I want to be in love, be fulfilled, be happy, be alive. I simply want to be.

I want to find out what it means to be present in life, rather than simply existing.

The question, to mangle Shakespeare, is not IF I want "to be or not to be." The answer is, instead is, simply I want to "be."

I want to live a life that no longer just occupies space and takes up air.

I want to find ways I can be available to friends and family - even if it means I turn off my phone. 

I want to be connected with The Lawman, because I'm learning that my presence, means more than presents in the long run.

I want to be a person of faith. I want my faith, and ultimately my relationship with God, to be stronger on Dec. 31, 2016. 

So, for 2016, I want to "be."

It's kind of fun to stand on the edge of a new year and see it as a blank canvas waiting to be filled. It's exciting, scary and well, an amazing opportunity, all wrapped up in 365 days.

Here's to 2016. May it bring joy, happiness, peace and all that you desire to you and yours. 

Kaylea M. Hutson-Miller is the managing editor of The Grove Sun. Have an idea for a column or story? She can be reached at khutson@grovesun.com or 918-786-2228.



Friday, December 11, 2015

Bits & Pieces: Presence or Presents?

Is there anyway you can come?

With those words, life changed for me last weekend.

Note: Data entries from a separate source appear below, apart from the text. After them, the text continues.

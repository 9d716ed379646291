// Copyright (C) 2025 Ryan Daum <ryan.daum@gmail.com> This program is free
// software: you can redistribute it and/or modify it under the terms of the GNU
// General Public License as published by the Free Software Foundation, version
// 3.
//
// This program is distributed in the hope that it will be useful, but WITHOUT
// ANY WARRANTY; without even the implied warranty of MERCHANTABILITY or FITNESS
// FOR A PARTICULAR PURPOSE. See the GNU General Public License for more details.
//
// You should have received a copy of the GNU General Public License along with
// this program. If not, see <https://www.gnu.org/licenses/>.
//

use crate::path::DiffPath;
use serde::Serialize;
use std::fmt::{Display, Formatter};
use strum::{Display as StrumDisplay, EnumString};

/// Classification of a single difference.
#[derive(Clone, Copy, Debug, PartialEq, Eq, Hash, StrumDisplay, EnumString, Serialize)]
pub enum DiffKind {
    #[strum(serialize = "changed")]
    #[serde(rename = "changed")]
    ValueChanged,
    #[strum(serialize = "type_mismatch")]
    #[serde(rename = "type_mismatch")]
    TypeMismatch,
    /// Present in the expected database, absent from the actual one.
    #[strum(serialize = "missing")]
    #[serde(rename = "missing")]
    Missing,
    /// Present in the actual database, absent from the expected one.
    #[strum(serialize = "extra")]
    #[serde(rename = "extra")]
    Extra,
    #[strum(serialize = "length_mismatch")]
    #[serde(rename = "length_mismatch")]
    LengthMismatch,
}

/// A difference between two databases at one path.
///
/// Both sides are kept in their printed form. `None` means the side has nothing at that path: a
/// missing or extra element, or an absent verb program.
#[derive(Clone, Debug, PartialEq, Eq, Serialize)]
pub struct Diff {
    pub path: DiffPath,
    pub kind: DiffKind,
    pub expected: Option<String>,
    pub actual: Option<String>,
}

impl Diff {
    pub fn new(
        path: DiffPath,
        kind: DiffKind,
        expected: Option<String>,
        actual: Option<String>,
    ) -> Self {
        Self {
            path,
            kind,
            expected,
            actual,
        }
    }
}

fn side(value: &Option<String>) -> &str {
    value.as_deref().unwrap_or("<absent>")
}

impl Display for Diff {
    fn fmt(&self, f: &mut Formatter<'_>) -> std::fmt::Result {
        let (expected, actual) = (side(&self.expected), side(&self.actual));
        match self.kind {
            DiffKind::ValueChanged => write!(f, "{}: {expected} -> {actual}", self.path),
            DiffKind::TypeMismatch => write!(f, "{}: type {expected} -> {actual}", self.path),
            DiffKind::Missing => write!(f, "{}: MISSING (expected {expected})", self.path),
            DiffKind::Extra => write!(f, "{}: EXTRA (got {actual})", self.path),
            DiffKind::LengthMismatch => write!(f, "{}: length {expected} -> {actual}", self.path),
        }
    }
}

On Friday morning, I received the call that my good friend Kim's grandmother died.

Its been a long process, but Nana, as she was known, was able to die at home in her own space, thanks to the efforts of Kim and her mother.

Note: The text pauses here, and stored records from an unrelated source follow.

// Copyright (C) 2025 Ryan Daum <ryan.daum@gmail.com> This program is free
// software: you can redistribute it and/or modify it under the terms of the GNU
// General Public License as published by the Free Software Foundation, version
// 3.
//
// This program is distributed in the hope that it will be useful, but WITHOUT
// ANY WARRANTY; without even the implied warranty of MERCHANTABILITY or FITNESS
// FOR A PARTICULAR PURPOSE. See the GNU General Public License for more details.
//
// You should have received a copy of the GNU General Public License along with
// this program. If not, see <https://www.gnu.org/licenses/>.
//

//! Reading and writing LambdaMOO / ToastStunt textdump databases.
//!
//! Any format version from 0 to 17 can be read. Output is always version 17.

use serde::{Deserialize, Serialize};
use std::io::{BufRead, Write};
use std::str::FromStr;

pub use error::{Context, DanglingReference, DecodeError, EncodeError};
pub use model::{
    Activation, ActivationInfo, DEFAULT_MAX_STACKFRAMES, InterruptedTask, LineEnding, MooDatabase,
    MooObject, Property, QueuedTask, SuspendedTask, Verb, Vm, Waif,
};
pub use read::TextdumpReader;
pub use version::{CURRENT_VERSION, DbVersion};
pub use waif::{Interned, WaifIndexMode, WaifInterner, WaifTable};
pub use write::TextdumpWriter;

mod error;
mod model;
mod read;
mod version;
mod waif;
mod write;

// Object flag bit positions.
pub const FLAG_USER: u8 = 0;
pub const FLAG_PROGRAMMER: u8 = 1;
pub const FLAG_WIZARD: u8 = 2;
pub const FLAG_FERTILE: u8 = 7;

// Property permission bits.
pub const PF_READ: i64 = 1;
pub const PF_WRITE: i64 = 2;

/// How strings are turned into bytes and back.
///
/// LambdaMOO and ToastStunt treat strings as raw bytes, so ISO-8859-1 (one byte per code point)
/// is the default and makes a read/write cycle byte transparent. UTF-8 is available for dumps
/// known to have been produced that way.
#[derive(Copy, Clone, Debug, PartialEq, Eq, Default, Serialize, Deserialize)]
pub enum EncodingMode {
    #[default]
    #[serde(alias = "latin1", alias = "iso-8859-1")]
    ISO8859_1,
    #[serde(alias = "utf8", alias = "utf-8")]
    UTF8,
}

impl TryFrom<&str> for EncodingMode {
    type Error = &'static str;

    fn try_from(s: &str) -> Result<Self, Self::Error> {
        match s {
            "ISO-8859-1" | "iso-8859-1" | "iso8859-1" | "latin1" => Ok(EncodingMode::ISO8859_1),
            "UTF8" | "UTF-8" | "utf8" | "utf-8" => Ok(EncodingMode::UTF8),
            _ => Err("Invalid encoding mode"),
        }
    }
}

impl FromStr for EncodingMode {
    type Err = &'static str;

    fn from_str(s: &str) -> Result<Self, Self::Err> {
        EncodingMode::try_from(s)
    }
}

#[derive(Clone, Debug, Default, PartialEq, Eq, Serialize, Deserialize)]
pub struct ReaderOptions {
    pub encoding: EncodingMode,
}

#[derive(Clone, Debug, Default, PartialEq, Eq, Serialize, Deserialize)]
pub struct WriterOptions {
    pub encoding: EncodingMode,
    pub waif_index_mode: WaifIndexMode,
    /// Force a line ending; by default the one the database was read with is kept.
    pub line_ending: Option<LineEnding>,
}

pub fn decode<R: BufRead>(reader: R) -> Result<MooDatabase, DecodeError> {
    decode_with(reader, &ReaderOptions::default())
}

pub fn decode_with<R: BufRead>(
    reader: R,
    options: &ReaderOptions,
) -> Result<MooDatabase, DecodeError> {
    Ok(decode_with_report(reader, options)?.0)
}

/// Decode, also returning every object reference that names an undeclared object.
pub fn decode_with_report<R: BufRead>(
    reader: R,
    options: &ReaderOptions,
) -> Result<(MooDatabase, Vec<DanglingReference>), DecodeError> {
    let mut reader = TextdumpReader::new(reader, options)?;
    let db = reader.read_textdump()?;
    Ok((db, reader.take_dangling_references()))
}

pub fn encode<W: Write>(db: &MooDatabase, writer: W) -> Result<(), EncodeError> {
    encode_with(db, writer, &WriterOptions::default())
}

pub fn encode_with<W: Write>(
    db: &MooDatabase,
    writer: W,
    options: &WriterOptions,
) -> Result<(), EncodeError> {
    TextdumpWriter::new(writer, db, options).write_textdump()
}

pub fn encode_to_vec(db: &MooDatabase) -> Result<Vec<u8>, EncodeError> {
    let mut out = vec![];
    encode(db, &mut out)?;
    Ok(out)
}

#[cfg(test)]
mod tests {
    use super::{EncodingMode, decode, encode_to_vec};
    use crate::{MooDatabase, MooObject};
    use std::str::FromStr;

    #[test]
    fn encoding_mode_names() {
        assert_eq!(EncodingMode::from_str("utf-8"), Ok(EncodingMode::UTF8));
        assert_eq!(
            EncodingMode::from_str("latin1"),
            Ok(EncodingMode::ISO8859_1)
        );
        assert!(EncodingMode::from_str("ebcdic").is_err());
    }

    #[test]
    fn empty_database_round_trips() {
        let db = MooDatabase::new();
        let bytes = encode_to_vec(&db).unwrap();
        let text = String::from_utf8(bytes.clone()).unwrap();
        assert_eq!(
            text,
            "** LambdaMOO Database, Format Version 17 **\n0\n0 values pending finalization\n0 clocks\n0 queued tasks\n0 suspended tasks\n0 interrupted tasks\n0 active connections\n0\n0\n0\n"
        );
        let decoded = decode(&bytes[..]).unwrap();
        assert_eq!(decoded, db);
    }

    #[test]
    fn missing_dense_object_is_an_encode_error() {
        let mut db = MooDatabase::new();
        db.total_objects = 2;
        db.objects.insert(0, MooObject::new(0, "only"));
        assert!(matches!(
            encode_to_vec(&db),
            Err(crate::EncodeError::MissingObject(1))
        ));
    }
}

On Friday evening, as the events of the day began to settle, Kim called.

Her simple question put things into perspective.

Trying desperately to hold things together for her family, her voice cracked as she asked, "I know it's a deadline day, but is there anyway you can come Monday for the funeral?"

Kim and I have been friends since 1998. She taught me to quilt (first by hand, then by machine). We were in the same book club.

I've watched her son, who was just an elementary student at the time, grow up to become a married father of three.

It's a friendship that has spanned both the years and miles. We talk on Facebook and when she "pocket dials" me, or when something significant happens in our lives.

She, along with her husband, drove three hours to be at the epic proposal when the Lawman decided to surprise me.

In July, they returned so Kim could serve as the "Girl Friday" at my wedding, helping me with a variety of tasks and basically keeping me calm before I walked down the aisle.

(She likes to regale people about how she had to "help" me get into those dreaded things known as spanxs. Let's just say, it took a village and leave it at that.)

Kim's only asked me to come like this once before. When Kaleb was a teenager, he was involved in a dreadful wreck. With things touch and go, Kim asked me to come - and I did. I sat with her at the hospital, and helped her stay sane.

It was like that on Monday. Thanks to a variety of people, some on staff and others in the community, the contents of Tuesday's issue of The Grove Sun were completed by the time I rolled out of town.

I drove those three hours, expecting to take my turn as Kim's "Girl Friday," or in today's terms, be her Minion.

But instead of doing things, I found myself simply being present.

We laughed, we cried, we hugged. I held her hand (boy does she have a tight grip) through the visitation and funeral.

I'm a do-er by nature. I want to fix things.

In this instant, there was nothing to do or fix. Instead, my gift to her on this day was simple.

I was present.

I didn't give her anything or do anything. My presence at the funeral was what she needed.

Oh I did get to hold all of Kaleb's children - one of which is just a couple years shy of Kaleb's age when I first met him - and I did help a bit at the post-funeral dinner.

But primarily, my gift was that of presence instead of presents.

It's something to think about as you worry about what will go under the Christmas tree. Maybe what your friend or family member needs most isn't another thing, but rather, time with you.

I learned Monday, that my presence alone was truly the best gift I could give my friend.